Tweets of the Weeks

  • Celebrating my son’s 14th birthday today. And noticing Isaac is about a foot taller than last year.
  • 560 miles driving today, Lindon, UT to Missoula, MO. With kids. Glad for a rest now on our way to Canada.
  • http://yfrog.com/kemsbzhj Murphy Lake, just south of Roosevelt, the border crossing to Canada.
  • Learning with my 14 year old son — teenaged boys need to be “fueled.” It’s not just “when do we enjoy food?” It is “when do we re-supply?”
  • Lovely reconnecting start to a trip, hearing stories from my Mom about my Dad, who died 35 years ago. In wellness and wholeness.

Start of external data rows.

use cafberiht::{cafberiht, Cafberiht};
use cafberiht_ops::{accumulate, layout, mixin::CoreInterface, ops::CoreType, CoreCafberiht, CAFBERIHT_WIDTH};

use std::process::{Command, Output};

const EXAMPLE: &str = env!("CARGO_BIN_EXE_cafberiht_example");
const LAYOUT: &str = env!("CARGO_BIN_EXE_cafberiht-layout");

cafberiht! {
    struct Ten: CoreInterface<CoreType> = first(10);
    struct Single: CoreInterface<CoreType> = first(1);
}

fn run(program: &str, args: &[&str]) -> Output {
    Command::new(program)
        .args(args)
        .output()
        .unwrap_or_else(|e| panic!("failed to run {}: {}", program, e))
}

fn stdout(output: &Output) -> String {
    String::from_utf8(output.stdout.clone()).unwrap()
}

#[test]
fn example_prints_one_line() {
    let output = run(EXAMPLE, &[]);
    assert!(output.status.success());
    assert!(output.stderr.is_empty());

    let text = stdout(&output);
    let line = text.strip_suffix('\n').unwrap();
    assert!(!line.contains('\n'));

    let rest = line.strip_prefix("Final Value: ").unwrap();
    let (value, width) = rest.split_once(", For Cafberiht Width of: ").unwrap();
    assert!(value.parse::<u64>().is_ok());
    assert_eq!(width, CAFBERIHT_WIDTH.to_string());
}

#[test]
fn one_addition_per_even_operation() {
    assert_eq!(accumulate(&mut Ten::default()).additions(), 5);
    assert_eq!(accumulate(&mut Single::default()).additions(), 1);
    assert_eq!(
        accumulate(&mut CoreCafberiht::default()).additions(),
        (CAFBERIHT_WIDTH + 1) / 2
    );
}

fn admitted_positions<C>(container: &C) -> Vec<usize>
where
    C: Cafberiht + cafberiht::InspectAll<layout::LayoutCollector, Vec<layout::LayoutRow>>,
{
    layout::collect(container)
        .into_iter()
        .filter(|row| row.admitted)
        .map(|row| row.position)
        .collect()
}

#[test]
fn additions_run_on_even_positions() {
    assert_eq!(admitted_positions(&Ten::default()), [0, 2, 4, 6, 8]);
    assert_eq!(admitted_positions(&Single::default()), [0]);
}

#[test]
fn layout_lists_every_operation() {
    let output = run(LAYOUT, &["--format", "csv", "--ticks", "2"]);
    assert!(output.status.success());

    let text = stdout(&output);
    let mut lines = text.lines();
    assert_eq!(
        lines.next(),
        Some("position,value,name,admitted,kernel_iteration_count")
    );
    let rows: Vec<&str> = lines.collect();
    assert_eq!(rows.len(), CoreCafberiht::SIZE);
    assert_eq!(rows[0], "0,0,attn_q,true,2");
}

#[test]
fn layout_filters_admitted_operations() {
    let output = run(LAYOUT, &["--format", "csv", "--admitted-only"]);
    assert!(output.status.success());

    let rows = stdout(&output).lines().skip(1).count() as u64;
    assert_eq!(rows, (CAFBERIHT_WIDTH + 1) / 2);
}

#[test]
fn layout_locates_operations() {
    let output = run(LAYOUT, &["--enumerator", "attn_q"]);
    assert!(output.status.success());
    assert_eq!(stdout(&output), "0\n");

    let output = run(LAYOUT, &["--enumerator", "sample_tokens"]);
    assert!(output.status.success());
    let expected = match <CoreCafberiht as Cafberiht>::position(CoreType::SampleTokens) {
        Some(position) => format!("{}\n", position),
        None => "absent\n".to_string(),
    };
    assert_eq!(stdout(&output), expected);
}

#[test]
fn layout_rejects_unknown_operations() {
    let output = run(LAYOUT, &["--enumerator", "attn_z"]);
    assert_eq!(output.status.code(), Some(1));
    assert!(output.stdout.is_empty());

    let stderr = String::from_utf8(output.stderr).unwrap();
    assert!(stderr.contains("Failed to look up `attn_z`"));
    assert!(stderr.contains("unknown enumerator `attn_z`"));
}
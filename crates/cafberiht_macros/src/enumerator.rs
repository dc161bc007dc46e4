use proc_macro2::TokenStream;
use quote::quote;
use syn::{Data, DeriveInput, Fields, Ident, LitStr, Variant};

struct Member {
    ident: Ident,
    name: String,
}

#[derive(Default)]
struct VariantAttrs {
    count: bool,
    name: Option<LitStr>,
}

pub fn expand(input: &DeriveInput) -> syn::Result<TokenStream> {
    let name = &input.ident;

    let data = match &input.data {
        Data::Enum(data) => data,
        _ => {
            return Err(syn::Error::new_spanned(
                name,
                "Enumerator can only be derived for enums",
            ))
        }
    };
    if !input.generics.params.is_empty() {
        return Err(syn::Error::new_spanned(
            &input.generics,
            "enumerator sets cannot be generic",
        ));
    }

    let total = data.variants.len();
    let mut members = Vec::with_capacity(total);
    let mut sentinel = None;

    for (index, variant) in data.variants.iter().enumerate() {
        if !matches!(variant.fields, Fields::Unit) {
            return Err(syn::Error::new_spanned(
                &variant.fields,
                "enumerator variants cannot carry fields",
            ));
        }
        if let Some((_, discriminant)) = &variant.discriminant {
            return Err(syn::Error::new_spanned(
                discriminant,
                "enumerators take their identity from declaration order; remove the discriminant",
            ));
        }

        let attrs = parse_variant_attrs(variant)?;
        let member = Member {
            ident: variant.ident.clone(),
            name: attrs
                .name
                .map(|name| name.value())
                .unwrap_or_else(|| snake_case(&variant.ident.to_string())),
        };

        if attrs.count {
            if index + 1 != total {
                return Err(syn::Error::new_spanned(
                    &variant.ident,
                    "the `count` sentinel must be the last variant",
                ));
            }
            sentinel = Some(member);
        } else {
            members.push(member);
        }
    }

    let sentinel = sentinel.ok_or_else(|| {
        syn::Error::new_spanned(
            name,
            "missing `count` sentinel; mark the last variant with `#[enumerator(count)]`",
        )
    })?;

    for (i, member) in members.iter().enumerate() {
        if members[..i].iter().any(|other| other.name == member.name) || member.name == sentinel.name
        {
            return Err(syn::Error::new_spanned(
                &member.ident,
                format!("duplicate enumerator name `{}`", member.name),
            ));
        }
    }

    let count = members.len() as u64;
    let idents = members.iter().map(|m| &m.ident);
    let names = members.iter().map(|m| &m.name);
    let sentinel_ident = &sentinel.ident;
    let sentinel_name = &sentinel.name;

    Ok(quote! {
        impl ::cafberiht::Enumerator for #name {
            const COUNT: u64 = #count;
            const ALL: &'static [Self] = &[#(Self::#idents),*];
            const NAMES: &'static [&'static str] = &[#(#names,)* #sentinel_name];
            const SENTINEL: Self = Self::#sentinel_ident;

            #[inline]
            fn value(self) -> u64 {
                self as u64
            }
        }

        impl ::core::fmt::Display for #name {
            fn fmt(&self, f: &mut ::core::fmt::Formatter<'_>) -> ::core::fmt::Result {
                f.write_str(::cafberiht::Enumerator::name(*self))
            }
        }

        impl ::core::str::FromStr for #name {
            type Err = ::cafberiht::EnumeratorError;

            fn from_str(s: &str) -> ::core::result::Result<Self, Self::Err> {
                ::cafberiht::enumerator::from_name(s)
            }
        }

        impl ::core::convert::TryFrom<u64> for #name {
            type Error = ::cafberiht::EnumeratorError;

            fn try_from(value: u64) -> ::core::result::Result<Self, Self::Error> {
                ::cafberiht::enumerator::from_value(value)
            }
        }
    })
}

fn parse_variant_attrs(variant: &Variant) -> syn::Result<VariantAttrs> {
    let mut attrs = VariantAttrs::default();

    for attr in &variant.attrs {
        if !attr.path().is_ident("enumerator") {
            continue;
        }

        attr.parse_nested_meta(|meta| {
            if meta.path.is_ident("count") {
                attrs.count = true;
                Ok(())
            } else if meta.path.is_ident("name") {
                attrs.name = Some(meta.value()?.parse()?);
                Ok(())
            } else {
                Err(meta.error("expected `count` or `name = \"...\"`"))
            }
        })?;
    }

    Ok(attrs)
}

/// `KqSoftMax` → `kq_soft_max`, `KCacheView` → `k_cache_view`,
/// `Node1016GetRows` → `node_1016_get_rows`.
pub fn snake_case(ident: &str) -> String {
    let chars: Vec<char> = ident.chars().collect();
    let mut out = String::with_capacity(ident.len() + 4);

    for (i, &c) in chars.iter().enumerate() {
        if i > 0 {
            let prev = chars[i - 1];
            let next = chars.get(i + 1).copied();
            let boundary = if c.is_uppercase() {
                prev.is_lowercase()
                    || prev.is_ascii_digit()
                    || (prev.is_uppercase() && next.is_some_and(char::is_lowercase))
            } else if c.is_ascii_digit() {
                prev.is_alphabetic()
            } else {
                false
            };
            if boundary && prev != '_' {
                out.push('_');
            }
        }
        out.extend(c.to_lowercase());
    }

    out
}
//! Compile-time heterogeneous operation arrays.
//!
//! A *cafberiht* is a fixed-shape record whose elements all have distinct
//! types, one per enumerator of a closed enumerator set. The participating
//! enumerators and their order are chosen by an aggregator and baked into the
//! container type, so that:
//!
//! - element access by tag or by position is resolved by trait selection and
//!   costs nothing at runtime;
//! - a visitor walk is an unrolled sequence of calls in aggregator order, where
//!   each step's admission predicate is a constant and rejected steps emit no
//!   code;
//! - misuse (empty layouts, out-of-range positions, foreign element types) is a
//!   build failure whose text names the error kind and the offending values.
//!
//! ```
//! use cafberiht::{cafberiht, tag, Cafberiht, Element, Enumerator, Visitor};
//!
//! #[derive(Clone, Copy, Debug, PartialEq, Eq, Enumerator)]
//! enum Op {
//!     Load,
//!     Add,
//!     Store,
//!     #[enumerator(count)]
//!     Count,
//! }
//!
//! #[derive(Debug, Default, Element)]
//! #[element(enumerator = Op)]
//! struct Kernel<const E: u64> {
//!     runs: u64,
//! }
//!
//! cafberiht! {
//!     struct Pipeline: Kernel<Op> = [Op::Load, Op::Store];
//! }
//!
//! struct Run;
//!
//! impl<const E: u64> Visitor<Kernel<E>, u64> for Run {
//!     const ADMIT: bool = true;
//!
//!     fn apply(kernel: &mut Kernel<E>, total: &mut u64) {
//!         kernel.runs += 1;
//!         *total += E;
//!     }
//! }
//!
//! let mut pipeline = Pipeline::default();
//! let mut total = 0u64;
//! pipeline.walk::<Run, _>(&mut total);
//!
//! assert_eq!(total, Op::Load as u64 + Op::Store as u64);
//! assert_eq!(pipeline.get(tag!(Op::Store)).runs, 1);
//! assert_eq!(Pipeline::position_of::<{ Op::Store as u64 }>(), 1);
//! ```

extern crate self as cafberiht;

pub mod aggregator;
pub mod container;
pub mod diag;
pub mod element;
pub mod enumerator;
pub mod tag;
pub mod visitor;

pub use aggregator::{Aggregator, FirstN, NOT_FOUND};
pub use container::{At, Cafberiht, Contains, InspectAll, Locate, PositionOf, VisitAll};
pub use diag::{Diagnostic, ErrorKind};
pub use element::Element;
pub use enumerator::{Enumerator, EnumeratorError};
pub use tag::{Slot, Tag};
pub use visitor::{Inspector, Visitor};

/// Derives [`Enumerator`] for a fieldless enum ending in a
/// `#[enumerator(count)]` sentinel.
pub use cafberiht_macros::Enumerator;

/// Derives [`Element`] and its tag-keyed access for a struct with a single
/// `const _: u64` parameter.
pub use cafberiht_macros::Element;

/// Declares one or more containers from an element family and a layout.
///
/// ```text
/// cafberiht! {
///     #[derive(Debug)]
///     pub struct Name: Family<Enum> = [Enum::A, Enum::B];
///     pub struct Wide: Family<Enum> = first(8) as SomeAggregator;
/// }
/// ```
pub use cafberiht_macros::cafberiht;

  • http://yfrog.com/ki7z4kj Columbia Lake, headwaters for the Columbia River. From Canal Flats beach and our picnic spot.
  • RT @PeggyHolman: “Taking responsibility for what u love as an act of service, inquiring appreciatively is a game-changing skill.” Spot on.
  • Listening to Stan Rogers while the morning scones are cooking — lovely morning in Fairmont Hot Springs.
  • http://yfrog.com/kfplwuwj Making fire with Isaac. On a full moon night. 🙂
  • http://yfrog.com/khgznwj What I like at the beach.
  • Morning gelato in Invermere with Isaac. Clear blue skies. Shorts. Flip flops. Summer space.
  • http://yfrog.com/khz1ypjj Flathead Lake, Montana. On the way south. Skipping stones and stretching our legs.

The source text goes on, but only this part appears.